Ya en la habitación, me tumbo en la cama a mirar el techo y me llega un mensaje de Marina: «Tía, las pavas de turno atacan de nuevo». Veo la captura de una foto acompañada de un mensaje: «Solo las raras saltan en los charcos». Una rabia incontenible me sube hasta la cabeza. Estoy a punto de estallar. Los puños se me convierten en piedra y prometo que, si las tuviera delante, les lanzaba un tortazo o las enganchaba por el cuello. Estoy harta de Sandra. Pretende dominar a todos los de clase: con quién vamos, quién nos cae bien, quién nos gusta, qué ropa usamos, dónde salimos, qué comemos, qué nos divierte... No tiene una cabeza con neuronas como la mayoría de los mortales, sino una antena radar encima del cuello para estar todo el maldito día pendiente de los demás a todas horas. No soporta que ocurra cualquier cosa en clase sobre lo que ella no tenga el control. Hasta parece que haya que pedirle permiso para sentir algo. Y lo peor es su séquito, el grupo de compañeros marionetas que tiene alrededor. Todo se lo ríen, todo se lo consienten y la hacen sentir todavía más importante.

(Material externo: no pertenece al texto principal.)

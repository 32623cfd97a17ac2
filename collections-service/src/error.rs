//! Engine-facing error taxonomy.

use service_core::error::AppError;
use thiserror::Error;
use uuid::Uuid;

use crate::models::IllegalTransition;
use crate::services::contracts::ContractError;
use crate::services::gateway::GatewayError;
use crate::services::notification::NotifyError;

#[derive(Debug, Error)]
pub enum CollectionsError {
    #[error("Invalid bank details: {0}")]
    InvalidBankDetails(String),

    #[error("An active mandate already exists for customer {customer_id} and contract {contract_id}")]
    DuplicateActiveMandate { customer_id: Uuid, contract_id: Uuid },

    #[error("Invalid amount: {0}")]
    InvalidAmount(String),

    #[error("{entity} {id} not found")]
    NotFound { entity: &'static str, id: String },

    /// The record moved on before the update could be applied.
    #[error("Stale transition on {entity}: expected '{expected}', found '{actual}'")]
    StaleTransition {
        entity: &'static str,
        expected: String,
        actual: String,
    },

    #[error("Precondition failed: {0}")]
    PreconditionFailed(String),

    #[error(transparent)]
    IllegalTransition(#[from] IllegalTransition),

    #[error("Gateway error: {0}")]
    Gateway(#[from] GatewayError),

    #[error("Notification error: {0}")]
    Notification(#[from] NotifyError),

    #[error("Contract service error: {0}")]
    Contracts(#[from] ContractError),

    #[error(transparent)]
    Store(#[from] AppError),
}

impl CollectionsError {
    pub fn not_found(entity: &'static str, id: impl ToString) -> Self {
        CollectionsError::NotFound {
            entity,
            id: id.to_string(),
        }
    }

    /// Short label for metrics and logs.
    pub fn kind(&self) -> &'static str {
        match self {
            CollectionsError::InvalidBankDetails(_) => "invalid_bank_details",
            CollectionsError::DuplicateActiveMandate { .. } => "duplicate_active_mandate",
            CollectionsError::InvalidAmount(_) => "invalid_amount",
            CollectionsError::NotFound { .. } => "not_found",
            CollectionsError::StaleTransition { .. } => "stale_transition",
            CollectionsError::PreconditionFailed(_) => "precondition_failed",
            CollectionsError::IllegalTransition(_) => "illegal_transition",
            CollectionsError::Gateway(_) => "gateway",
            CollectionsError::Notification(_) => "notification",
            CollectionsError::Contracts(_) => "contracts",
            CollectionsError::Store(_) => "store",
        }
    }
}

impl From<CollectionsError> for AppError {
    fn from(err: CollectionsError) -> Self {
        match err {
            CollectionsError::InvalidBankDetails(_) | CollectionsError::InvalidAmount(_) => {
                AppError::Unprocessable(anyhow::Error::new(err))
            }
            CollectionsError::DuplicateActiveMandate { .. } => {
                AppError::Conflict(anyhow::Error::new(err))
            }
            CollectionsError::NotFound { .. } => AppError::NotFound(anyhow::Error::new(err)),
            CollectionsError::StaleTransition { .. } | CollectionsError::IllegalTransition(_) => {
                AppError::Conflict(anyhow::Error::new(err))
            }
            CollectionsError::PreconditionFailed(_) => {
                AppError::PreconditionFailed(anyhow::Error::new(err))
            }
            CollectionsError::Gateway(e) => AppError::BadGateway(e.to_string()),
            CollectionsError::Notification(e) => AppError::BadGateway(e.to_string()),
            CollectionsError::Contracts(e) => AppError::BadGateway(e.to_string()),
            CollectionsError::Store(e) => e,
        }
    }
}
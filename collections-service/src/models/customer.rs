//! Customer (payer) and bank account details.

use chrono::{DateTime, Utc};
use serde::{Deserialize, Serialize};
use uuid::Uuid;

use super::DirectDebitScheme;

/// The payer. Immutable after creation except contact fields.
#[derive(Debug, Clone, PartialEq, Serialize, Deserialize)]
pub struct Customer {
    pub customer_id: Uuid,
    pub legal_name: String,
    pub email: String,
    pub country: String,
    pub gateway_customer_id: Option<String>,
    pub created_utc: DateTime<Utc>,
    pub updated_utc: DateTime<Utc>,
}

/// Bank account the mandate will debit.
#[derive(Debug, Clone, PartialEq, Eq, Serialize, Deserialize)]
pub struct BankDetails {
    pub account_holder: String,
    pub iban: String,
    pub scheme: DirectDebitScheme,
}

impl BankDetails {
    /// IBAN without spaces, upper-cased.
    pub fn normalized_iban(&self) -> String {
        normalize_iban(&self.iban)
    }

    /// Validate the account against the scheme. Returns a tenant-facing reason.
    pub fn validate(&self) -> Result<(), String> {
        if self.account_holder.trim().is_empty() {
            return Err("Account holder name is required".to_string());
        }
        validate_iban(&self.iban)?;
        let country = &self.normalized_iban()[..2];
        if !self.scheme.accepts_country(country) {
            return Err(format!(
                "Accounts from {} cannot be debited under the {} scheme",
                country,
                self.scheme.as_str()
            ));
        }
        Ok(())
    }
}

pub fn normalize_iban(iban: &str) -> String {
    iban.chars()
        .filter(|c| !c.is_whitespace())
        .collect::<String>()
        .to_ascii_uppercase()
}

/// ISO 13616 IBAN length by country.
fn iban_length(country: &str) -> Option<usize> {
    let len = match country {
        "AD" => 24,
        "AT" => 20,
        "BE" => 16,
        "BG" => 22,
        "CH" => 21,
        "CY" => 28,
        "CZ" => 24,
        "DE" => 22,
        "DK" => 18,
        "EE" => 20,
        "ES" => 24,
        "FI" => 18,
        "FR" => 27,
        "GB" => 22,
        "GI" => 23,
        "GR" => 27,
        "HR" => 21,
        "HU" => 28,
        "IE" => 22,
        "IS" => 26,
        "IT" => 27,
        "LI" => 21,
        "LT" => 20,
        "LU" => 20,
        "LV" => 21,
        "MC" => 27,
        "MT" => 31,
        "NL" => 18,
        "NO" => 15,
        "PL" => 28,
        "PT" => 25,
        "RO" => 24,
        "SE" => 24,
        "SI" => 19,
        "SK" => 24,
        "SM" => 27,
        "VA" => 22,
        _ => return None,
    };
    Some(len)
}

/// Country length check plus the mod-97 checksum.
pub fn validate_iban(raw: &str) -> Result<(), String> {
    let iban = normalize_iban(raw);
    if iban.len() < 5 || !iban.chars().all(|c| c.is_ascii_alphanumeric()) {
        return Err("IBAN is malformed".to_string());
    }

    let country = &iban[..2];
    let expected = iban_length(country)
        .ok_or_else(|| format!("IBAN country '{}' is not supported", country))?;
    if iban.len() != expected {
        return Err(format!(
            "IBAN for {} must be {} characters, got {}",
            country,
            expected,
            iban.len()
        ));
    }
    if !iban[2..4].chars().all(|c| c.is_ascii_digit()) {
        return Err("IBAN check digits are malformed".to_string());
    }

    let rearranged = iban[4..].chars().chain(iban[..4].chars());
    let mut remainder: u32 = 0;
    for c in rearranged {
        let value = c.to_digit(36).ok_or_else(|| "IBAN is malformed".to_string())?;
        remainder = if value >= 10 {
            (remainder * 100 + value) % 97
        } else {
            (remainder * 10 + value) % 97
        };
    }

    if remainder == 1 {
        Ok(())
    } else {
        Err("IBAN checksum is invalid".to_string())
    }
}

Cuando llegué nueva a este instituto, nunca imaginé que hubiera establecida una auténtica monarquía absoluta en una clase de bachillerato en pleno siglo xxi. Sandra era la reina, y en su corte imperial destacaban el duque Gonzalo y la marquesa Paula. Nico era otro miembro más. Aparecía de vez en cuando en clase y era el bufón de Sandra y el cotilla oficial del reino; todo lo contaba y todo lo quería saber. Algunos otros integrantes del séquito apoyaban incondicionalmente a la reina. El resto éramos simples lacayos.

Todo el mundo aceptaba que había un sistema autoritario y aplastante que disponía de la vida de sus servidores a su antojo, y nadie hablaba de ello ni parecía atreverse a cuestionarlo. Siempre que me preguntaba si podríamos acabar con la monarquía absoluta algún día, algo me decía que lo conseguiríamos. Se necesitaría una brigada secreta con un cuerpo de inteligencia en toda regla que supiera esperar el momento oportuno para dar un auténtico golpe de Estado. Y lo sorprendente es que tenía un fuerte presentimiento de que la aboliríamos no sé cómo, pero que llegaría a su fin en menos tiempo de lo previsto.